Why the enthusiasm for mergers and acquisitions? Surveys of senior executives have found a fairly consistent set of motivations:
• To create and exploit synergies (the primary motivation)
• To increase market share
• To protect markets by weakening or eliminating rivals
• To acquire products and/or technologies
• To strengthen the core business by expanding in areas of greatest competence
• To gain footholds in other countries or continents
• To achieve critical mass or competitive size
Unfortunately, a great majority of mergers and acquisitions fail to achieve their hoped-for benefits. Some estimates put the success rate at less than 20 percent. While commentators argue at length about the definition of success and the timescale over which it should be measured, the bottom line remains indisputable; far too few mergers and acquisitions deliver the sought-after profitability, market share, and increased company momentum in a sustainable, long-term way. On the other hand, there are also some notable success stories, such as ABB, Chemical/Manufacturer’s Hanover, Bank of America/Schwab, and GE Capital. So the question is, why do mergers and acquisitions work for some and not for others?

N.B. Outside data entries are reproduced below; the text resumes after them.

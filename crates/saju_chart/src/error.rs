//! Chart engine errors.

use saju_calendar::{CalendarError, ErrorKind};
use thiserror::Error;

/// Errors surfaced by [`crate::ChartEngine`] and its configuration.
#[derive(Debug, Clone, PartialEq, Error)]
#[non_exhaustive]
pub enum ChartError {
    /// Date/time validation or table lookup failure.
    #[error(transparent)]
    Calendar(#[from] CalendarError),
    /// A required static table could not be loaded.
    #[error("configuration missing: {0}")]
    ConfigurationMissing(String),
    #[error("invalid config: {0}")]
    InvalidConfig(&'static str),
    /// Input that is neither a date nor a time, e.g. a sex designator.
    #[error("invalid input: {0}")]
    InvalidInput(String),
    #[error("rule parse error: {0}")]
    RuleParse(String),
}

impl ChartError {
    /// Classify the error.
    pub const fn kind(&self) -> ErrorKind {
        match self {
            Self::Calendar(e) => e.kind(),
            Self::ConfigurationMissing(_) | Self::InvalidConfig(_) => {
                ErrorKind::ConfigurationMissing
            }
            Self::InvalidInput(_) | Self::RuleParse(_) => ErrorKind::InvalidInput,
        }
    }
}
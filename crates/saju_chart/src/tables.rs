//! The two static reference tables, loaded together.

use std::path::Path;

use saju_calendar::{CalendarError, LunarTable, SolarTermTable};
use tracing::error;

use crate::config::ChartConfig;
use crate::error::ChartError;

/// Lunar conversion table and solar-term table.
///
/// Loaded once at startup and read-only afterwards.
#[derive(Debug, Clone)]
pub struct CalendarTables {
    lunar: LunarTable,
    terms: SolarTermTable,
}

impl CalendarTables {
    /// Load both tables from the paths in `config`.
    ///
    /// Any failure (missing file, malformed content) is reported as
    /// [`ChartError::ConfigurationMissing`].
    pub fn load(config: &ChartConfig) -> Result<Self, ChartError> {
        let lunar = LunarTable::load(&config.lunar_table_path)
            .map_err(|e| missing("lunar table", &config.lunar_table_path, e))?;
        let terms = SolarTermTable::load(&config.solar_terms_path)
            .map_err(|e| missing("solar-term table", &config.solar_terms_path, e))?;
        Ok(Self { lunar, terms })
    }

    /// Wrap tables that were parsed elsewhere.
    pub fn new(lunar: LunarTable, terms: SolarTermTable) -> Self {
        Self { lunar, terms }
    }

    pub fn lunar(&self) -> &LunarTable {
        &self.lunar
    }

    pub fn terms(&self) -> &SolarTermTable {
        &self.terms
    }
}

fn missing(what: &str, path: &Path, e: CalendarError) -> ChartError {
    error!(path = %path.display(), error = %e, "failed to load {what}");
    ChartError::ConfigurationMissing(format!("{what} {}: {e}", path.display()))
}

The answers are of course complex. Mergers and acquisitions vary widely along a number of dimensions: company size and diversity; industry characteristics; overlap of products, markets, and customers; prior mergers- and-acquisitions experience of the parties; whether the takeover was hostile or friendly; relative performance strength of the acquired firm; and how much assimilation is desired or required.
Despite this variety and complexity, our experience as long-time observers of mergers and acquisitions – and as active participants in them and counselors to them – suggests that those that fail share one critical blind spot: they treat „synergy creation and exploitation“ as a euphemism for cost-cutting. By focusing too exclusively on costs, they minimize – or defer until too late – the human and cultural dimensions of blending two entities into one seamless, growth-oriented business.
After all, organizations are basically collections of people sharing a common purpose, one or more locations, and other resources such as money, equipment, and common processes. Still, many business managers persist in believing that the latter assets are the „real“ organization, while the people are only the „soft side“ of the equation. But how „soft“ are the people issues if they can bring an otherwise „perfect“ merger-integration effort to its knees – as evidenced in recent press coverage of major transatlantic mergers in the pharmaceutical industry. A recent Forbes 500 study asked CEOs why merger synergies are not achieved: first in their list of „failure factors“ was „incompatible cultures,“ and three of the top six factors were culture-related.
In this article we examine the human and cultural aspect of the merger experience and suggest a process and key principles with which companies involved in mergers or acquisitions can greatly increase the odds of creating an organization capable of synergistic growth.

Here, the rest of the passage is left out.